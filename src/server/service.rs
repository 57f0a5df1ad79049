//! Service lifecycle: binding, accepting and serving connections.

use std::io;
use std::net::SocketAddr;
use std::sync::{Arc, Mutex, MutexGuard, PoisonError};
use std::time::Duration;
use log::{debug, error, info, warn};
use tokio::io::{AsyncRead, AsyncReadExt, AsyncWrite};
use tokio::net::{TcpListener, TcpStream};
use tokio::signal;
use tokio::sync::Semaphore;
use tokio::task::JoinSet;
use tokio_rustls::TlsAcceptor;
use tokio_util::sync::CancellationToken;

use crate::parser::{Error as ParserError, HttpRequest, parse_head};
use crate::server::config::ServiceConfig;
use crate::server::context::RequestContext;
use crate::server::error::Error;
use crate::server::handler::{HandlerFuture, Routes};
use crate::server::status::StatusCode;
use crate::server::tls;
use crate::server::writer::ResponseWriter;

pub(crate) enum Lifecycle {
    Idle,
    Running {
        cancel: CancellationToken,
        local_addr: Option<SocketAddr>,
    },
    Stopped,
}

impl Lifecycle {
    /// Roll back a start whose bind failed. A `stop` that landed in the
    /// meantime is kept.
    pub(crate) fn abandon_start(&mut self) {
        if matches!(self, Lifecycle::Running { .. }) {
            *self = Lifecycle::Idle;
        }
    }
}

/// An HTTP service: owns the listener, TLS material and request dispatch.
///
/// A service runs once. [`start`](Service::start) blocks until
/// [`stop`](Service::stop) is called from another task or Ctrl+C is
/// received; misuse of either is reported as an error instead of aborting.
pub struct Service {
    config: ServiceConfig,
    tls: Option<TlsAcceptor>,
    routes: Routes,
    state: Mutex<Lifecycle>,
}

impl Service {
    /// Create a service. Fails if TLS is required and the certificate or key
    /// cannot be loaded.
    pub fn new(config: ServiceConfig) -> Result<Self, Error> {
        let tls = tls::acceptor_from_config(&config)?;
        let routes = Routes::from_config(&config);
        Ok(Self {
            config,
            tls,
            routes,
            state: Mutex::new(Lifecycle::Idle),
        })
    }

    /// Replace the default `501 Not Implemented` handler. Built-in endpoints
    /// still take precedence.
    pub fn with_handler<F>(mut self, handler: F) -> Self
    where
        F: for<'a> Fn(&'a mut RequestContext) -> HandlerFuture<'a> + Send + Sync + 'static,
    {
        self.routes = self.routes.with_fallback(handler);
        self
    }

    pub fn config(&self) -> &ServiceConfig {
        &self.config
    }

    pub fn is_running(&self) -> bool {
        matches!(*self.lock_state(), Lifecycle::Running { .. })
    }

    /// The bound address while the service is accepting connections.
    pub fn local_addr(&self) -> Option<SocketAddr> {
        match *self.lock_state() {
            Lifecycle::Running { local_addr, .. } => local_addr,
            _ => None,
        }
    }

    fn lock_state(&self) -> MutexGuard<'_, Lifecycle> {
        self.state.lock().unwrap_or_else(PoisonError::into_inner)
    }

    /// Log where the service listens and which built-in endpoints are active.
    fn display_service_info(&self, addr: Option<SocketAddr>) {
        let scheme = if self.tls.is_some() { "https" } else { "http" };
        match addr {
            Some(addr) => info!("Service listening on {scheme}://{addr}"),
            None => info!("Service listening on {scheme}://{}", self.config.host_addr()),
        }

        info!("Built-in endpoints:");
        if self.routes.health {
            info!("  * /health");
        }
        if self.routes.options {
            info!("  OPTIONS *");
        }
    }

    /// Set up a Ctrl+C handler that stops the service.
    fn setup_ctrl_c_handler(cancel: CancellationToken, tasks: &mut JoinSet<()>) {
        tasks.spawn(async move {
            tokio::select! {
                _ = cancel.cancelled() => {}
                result = signal::ctrl_c() => match result {
                    Ok(()) => {
                        info!("Received Ctrl+C, initiating graceful shutdown");
                        cancel.cancel();
                    }
                    Err(e) => error!("Error setting up Ctrl+C handler: {e}"),
                }
            }
        });
    }

    /// Serve a newly accepted connection on its own task.
    fn handle_new_connection(
        &self,
        socket: TcpStream,
        addr: SocketAddr,
        semaphore: &Arc<Semaphore>,
        cancel: &CancellationToken,
        tasks: &mut JoinSet<()>,
    ) {
        let permit = semaphore.clone().try_acquire_owned();
        let routes = self.routes.clone();
        let config = self.config.clone();
        let acceptor = self.tls.clone();
        let cancel = cancel.clone();

        tasks.spawn(async move {
            // The permit is dropped when the task completes, releasing the semaphore slot
            let Ok(_permit) = permit else {
                warn!("Connection limit reached, rejecting connection from {addr}");
                Self::reject(socket).await;
                return;
            };

            let result = match acceptor {
                Some(acceptor) => match acceptor.accept(socket).await {
                    Ok(stream) => Self::handle_connection(stream, &routes, &config, &cancel).await,
                    Err(e) => {
                        warn!("TLS handshake with {addr} failed: {e}");
                        return;
                    }
                },
                None => Self::handle_connection(socket, &routes, &config, &cancel).await,
            };

            if let Err(e) = result {
                error!("Error handling connection from {addr}: {e}");
            }
        });
    }

    async fn reject(socket: TcpStream) {
        let mut writer = ResponseWriter::new(socket);
        writer.set_header("Content-Type", "text/plain");
        writer.write_status(StatusCode::ServiceUnavailable);
        let _ = writer.write(b"Service is at capacity, please try again later").await;
        let _ = writer.finish().await;
    }

    /// Handle connection errors. Returns true when the accept loop should end.
    async fn handle_connection_error(e: io::Error) -> bool {
        error!("Error accepting connection: {e}");

        if e.kind() == io::ErrorKind::BrokenPipe {
            error!("Critical error accepting connection, shutting down");
            return true;
        }

        // For other errors, wait a bit before retrying
        tokio::time::sleep(Duration::from_millis(100)).await;
        false
    }

    /// Wait for in-flight connections, aborting whatever outlives `grace`.
    async fn perform_shutdown(tasks: &mut JoinSet<()>, grace: Duration) {
        info!("Waiting for {len} active connections to complete...", len = tasks.len());
        let drained = tokio::time::timeout(grace, async {
            while let Some(res) = tasks.join_next().await {
                if let Err(e) = res {
                    error!("Task failed during shutdown: {e}");
                }
            }
        })
        .await;

        if drained.is_err() {
            warn!("Aborting {len} connections still running after {grace:?}", len = tasks.len());
            tasks.shutdown().await;
        }
        info!("Service shutdown complete");
    }

    /// Bind and serve until stopped.
    ///
    /// Returns [`Error::AlreadyStarted`] if the service is running and
    /// [`Error::AlreadyStopped`] if it has already run.
    pub async fn start(&self) -> Result<(), Error> {
        let cancel = {
            let mut state = self.lock_state();
            match *state {
                Lifecycle::Running { .. } => return Err(Error::AlreadyStarted),
                Lifecycle::Stopped => return Err(Error::AlreadyStopped),
                Lifecycle::Idle => {}
            }
            let cancel = CancellationToken::new();
            *state = Lifecycle::Running {
                cancel: cancel.clone(),
                local_addr: None,
            };
            cancel
        };

        let listener = match TcpListener::bind(self.config.host_addr()).await {
            Ok(listener) => listener,
            Err(e) => {
                self.lock_state().abandon_start();
                return Err(Error::IoError(e));
            }
        };
        let bound = listener.local_addr().ok();
        if let Lifecycle::Running { local_addr, .. } = &mut *self.lock_state() {
            *local_addr = bound;
        }
        self.display_service_info(bound);

        let semaphore = Arc::new(Semaphore::new(self.config.max_connections));
        let mut tasks = JoinSet::new();
        Self::setup_ctrl_c_handler(cancel.clone(), &mut tasks);

        loop {
            tokio::select! {
                _ = cancel.cancelled() => {
                    info!("Shutting down service...");
                    break;
                }

                Some(res) = tasks.join_next(), if !tasks.is_empty() => {
                    if let Err(e) = res {
                        error!("Connection task failed: {e}");
                    }
                }

                accept_result = listener.accept() => {
                    match accept_result {
                        Ok((socket, addr)) => {
                            self.handle_new_connection(socket, addr, &semaphore, &cancel, &mut tasks);
                        }
                        Err(e) => {
                            if Self::handle_connection_error(e).await {
                                break;
                            }
                        }
                    }
                }
            }
        }

        drop(listener);
        cancel.cancel();
        Self::perform_shutdown(&mut tasks, self.config.request_timeout).await;
        *self.lock_state() = Lifecycle::Stopped;
        Ok(())
    }

    /// Stop accepting connections and cancel every in-flight request.
    pub fn stop(&self) -> Result<(), Error> {
        let mut state = self.lock_state();
        match std::mem::replace(&mut *state, Lifecycle::Stopped) {
            Lifecycle::Running { cancel, .. } => {
                info!("Service stop requested");
                cancel.cancel();
                Ok(())
            }
            previous => {
                *state = previous;
                Err(Error::AlreadyStopped)
            }
        }
    }

    /// Serve one request on `stream`.
    ///
    /// The request context's cancellation token is a child of `parent` and
    /// also fires when `request_timeout` elapses or the client closes its
    /// side of the connection.
    pub async fn handle_connection<S>(
        stream: S,
        routes: &Routes,
        config: &ServiceConfig,
        parent: &CancellationToken,
    ) -> Result<(), Error>
    where
        S: AsyncRead + AsyncWrite + Send + Sync + 'static,
    {
        let (mut reader, write_half) = tokio::io::split(stream);
        let mut writer = ResponseWriter::new(write_half);

        let request = match tokio::time::timeout(config.request_timeout, read_request(&mut reader, config)).await {
            Err(_) => return Err(Error::RequestTimeout),
            Ok(Ok(Some(request))) => request,
            Ok(Ok(None)) => return Ok(()), // Connection closed
            Ok(Err(Error::ParseError(e))) => {
                let status = match e {
                    ParserError::BodyTooLarge(..) => StatusCode::PayloadTooLarge,
                    _ => StatusCode::BadRequest,
                };
                writer.set_header("Content-Type", "text/plain");
                writer.write_status(status);
                writer.write(format!("Error parsing request: {e}").as_bytes()).await?;
                writer.finish().await?;
                return Err(Error::ParseError(e));
            }
            Ok(Err(e)) => return Err(e),
        };

        let cancel = parent.child_token();
        let watchdog = {
            let cancel = cancel.clone();
            let deadline = config.request_timeout;
            tokio::spawn(async move {
                tokio::select! {
                    _ = cancel.cancelled() => return,
                    _ = tokio::time::sleep(deadline) => debug!("Request deadline of {deadline:?} reached"),
                    _ = wait_for_disconnect(&mut reader) => debug!("Client closed the connection"),
                }
                cancel.cancel();
            })
        };

        let mut ctx = RequestContext::new(cancel.clone(), request, writer);
        let id = ctx.id();
        debug!("[{id}] {} {}", ctx.request().method, ctx.request().path);

        let result = routes.dispatch(&mut ctx).await;
        if let Err(e) = &result {
            error!("[{id}] Handler failed: {e}");
            if !ctx.writer().is_committed() {
                let _ = ctx.internal_server_error().await;
            }
        }

        watchdog.abort();
        cancel.cancel();
        let finished = ctx.writer_mut().finish().await;
        result?;
        finished.map_err(Error::WriteError)
    }
}

/// Read and parse one request. `Ok(None)` means the peer closed the
/// connection without sending anything.
async fn read_request<R>(reader: &mut R, config: &ServiceConfig) -> Result<Option<HttpRequest>, Error>
where
    R: AsyncRead + Unpin,
{
    let mut buf = Vec::with_capacity(config.read_buffer_size);
    let mut chunk = vec![0; config.read_buffer_size];

    let (mut request, consumed) = loop {
        if let Some(parsed) = parse_head(&buf)? {
            break parsed;
        }
        if buf.len() >= config.read_buffer_size {
            return Err(ParserError::HeadersTooLarge(config.read_buffer_size).into());
        }
        let n = reader.read(&mut chunk).await?;
        if n == 0 {
            if buf.is_empty() {
                return Ok(None);
            }
            return Err(ParserError::EmptyRequest.into());
        }
        buf.extend_from_slice(&chunk[..n]);
    };

    let length = request.content_length()?.unwrap_or(0);
    if length > config.max_body_size {
        return Err(ParserError::BodyTooLarge(length, config.max_body_size).into());
    }

    let mut body = buf.split_off(consumed);
    body.truncate(length);
    while body.len() < length {
        let n = reader.read(&mut chunk).await?;
        if n == 0 {
            return Err(io::Error::from(io::ErrorKind::UnexpectedEof).into());
        }
        let wanted = (length - body.len()).min(n);
        body.extend_from_slice(&chunk[..wanted]);
    }
    request.body = body;
    Ok(Some(request))
}

/// Resolves once the peer closes its side of the connection or it fails.
async fn wait_for_disconnect<R>(reader: &mut R)
where
    R: AsyncRead + Unpin,
{
    let mut buf = [0; 512];
    loop {
        match reader.read(&mut buf).await {
            Ok(0) | Err(_) => return,
            Ok(_) => continue,
        }
    }
}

=== EXERCISE OBJECTIVE ===
Each line in the entries above that includes the string "StatusCode" should be extracted.

=== RESPONSE TO THIS TASK ===
use crate::server::status::StatusCode;
        writer.write_status(StatusCode::ServiceUnavailable);
                    ParserError::BodyTooLarge(..) => StatusCode::PayloadTooLarge,
                    _ => StatusCode::BadRequest,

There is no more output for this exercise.